What you give back should be exactly the opening lines of the data, ending with the line that contains "starts a footer." and including it.

BEGIN DATASET RECORDS

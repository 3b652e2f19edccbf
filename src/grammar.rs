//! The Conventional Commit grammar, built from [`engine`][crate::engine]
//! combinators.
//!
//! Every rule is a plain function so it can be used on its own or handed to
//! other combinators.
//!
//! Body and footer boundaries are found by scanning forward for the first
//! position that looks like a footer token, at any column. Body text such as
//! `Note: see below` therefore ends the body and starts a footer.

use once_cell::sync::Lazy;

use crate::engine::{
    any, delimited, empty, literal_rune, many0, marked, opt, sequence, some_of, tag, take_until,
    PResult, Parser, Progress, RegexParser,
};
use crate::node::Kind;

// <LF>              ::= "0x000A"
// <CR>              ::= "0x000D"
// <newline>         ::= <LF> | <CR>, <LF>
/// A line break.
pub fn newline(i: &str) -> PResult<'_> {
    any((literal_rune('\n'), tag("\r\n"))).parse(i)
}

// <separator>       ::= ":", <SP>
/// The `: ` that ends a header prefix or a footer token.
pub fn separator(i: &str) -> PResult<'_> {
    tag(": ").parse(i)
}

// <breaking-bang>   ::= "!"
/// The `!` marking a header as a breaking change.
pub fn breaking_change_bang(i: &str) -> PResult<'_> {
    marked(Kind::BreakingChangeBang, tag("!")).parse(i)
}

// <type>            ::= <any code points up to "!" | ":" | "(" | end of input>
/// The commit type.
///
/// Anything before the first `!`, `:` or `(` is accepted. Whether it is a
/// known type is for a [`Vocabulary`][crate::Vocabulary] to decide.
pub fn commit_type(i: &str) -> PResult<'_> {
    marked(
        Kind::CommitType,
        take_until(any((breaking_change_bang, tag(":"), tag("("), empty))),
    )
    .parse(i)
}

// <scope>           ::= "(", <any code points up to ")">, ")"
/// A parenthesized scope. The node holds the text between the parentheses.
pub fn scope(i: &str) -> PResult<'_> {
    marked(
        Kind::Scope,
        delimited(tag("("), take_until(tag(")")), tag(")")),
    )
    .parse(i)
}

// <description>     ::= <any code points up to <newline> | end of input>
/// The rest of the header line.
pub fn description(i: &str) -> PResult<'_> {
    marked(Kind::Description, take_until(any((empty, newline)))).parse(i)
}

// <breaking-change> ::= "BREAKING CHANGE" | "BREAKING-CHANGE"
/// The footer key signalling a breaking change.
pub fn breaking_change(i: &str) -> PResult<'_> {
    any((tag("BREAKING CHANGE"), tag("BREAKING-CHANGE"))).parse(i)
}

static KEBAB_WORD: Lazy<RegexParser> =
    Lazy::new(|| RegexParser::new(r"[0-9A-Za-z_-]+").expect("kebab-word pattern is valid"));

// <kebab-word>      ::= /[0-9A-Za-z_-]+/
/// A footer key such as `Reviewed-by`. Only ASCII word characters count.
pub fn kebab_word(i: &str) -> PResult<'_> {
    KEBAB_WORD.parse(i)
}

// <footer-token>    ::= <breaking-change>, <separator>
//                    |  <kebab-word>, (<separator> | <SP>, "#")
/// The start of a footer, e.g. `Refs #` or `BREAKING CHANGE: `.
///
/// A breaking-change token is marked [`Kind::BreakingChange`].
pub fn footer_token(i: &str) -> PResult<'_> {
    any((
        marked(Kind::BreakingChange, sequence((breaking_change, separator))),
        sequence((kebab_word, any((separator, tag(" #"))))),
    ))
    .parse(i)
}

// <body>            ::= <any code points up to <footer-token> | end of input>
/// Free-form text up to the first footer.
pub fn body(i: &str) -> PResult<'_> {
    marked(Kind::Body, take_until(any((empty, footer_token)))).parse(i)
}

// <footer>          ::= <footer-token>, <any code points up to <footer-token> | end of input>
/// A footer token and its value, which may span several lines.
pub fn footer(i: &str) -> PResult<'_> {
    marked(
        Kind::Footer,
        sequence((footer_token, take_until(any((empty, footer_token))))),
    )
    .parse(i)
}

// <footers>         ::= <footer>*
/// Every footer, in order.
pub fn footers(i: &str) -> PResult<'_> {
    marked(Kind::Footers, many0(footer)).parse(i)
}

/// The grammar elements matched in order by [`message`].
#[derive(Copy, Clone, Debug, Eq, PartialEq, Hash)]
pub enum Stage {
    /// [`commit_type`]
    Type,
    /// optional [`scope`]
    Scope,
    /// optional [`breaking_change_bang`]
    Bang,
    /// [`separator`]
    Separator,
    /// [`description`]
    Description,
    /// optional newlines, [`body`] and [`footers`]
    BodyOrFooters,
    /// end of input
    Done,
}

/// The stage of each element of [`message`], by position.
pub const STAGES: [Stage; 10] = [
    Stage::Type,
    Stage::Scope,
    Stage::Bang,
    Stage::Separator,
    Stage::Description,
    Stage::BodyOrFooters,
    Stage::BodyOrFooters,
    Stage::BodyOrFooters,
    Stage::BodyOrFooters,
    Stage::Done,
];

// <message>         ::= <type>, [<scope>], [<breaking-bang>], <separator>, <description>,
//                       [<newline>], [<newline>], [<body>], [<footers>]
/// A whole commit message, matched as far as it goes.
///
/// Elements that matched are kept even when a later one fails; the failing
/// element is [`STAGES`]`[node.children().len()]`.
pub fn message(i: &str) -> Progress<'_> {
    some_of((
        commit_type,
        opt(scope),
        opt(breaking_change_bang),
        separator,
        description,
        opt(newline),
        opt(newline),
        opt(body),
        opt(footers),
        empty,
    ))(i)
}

END DATASET RECORDS

• [ANSWER AREA]:
repository 3b652e2f19edccbf
filename src/grammar.rs
//! The Conventional Commit grammar, built from [`engine`][crate::engine]
//! combinators.
//!
//! Every rule is a plain function so it can be used on its own or handed to
//! other combinators.
//!
//! Body and footer boundaries are found by scanning forward for the first
//! position that looks like a footer token, at any column. Body text such as
//! `Note: see below` therefore ends the body and starts a footer.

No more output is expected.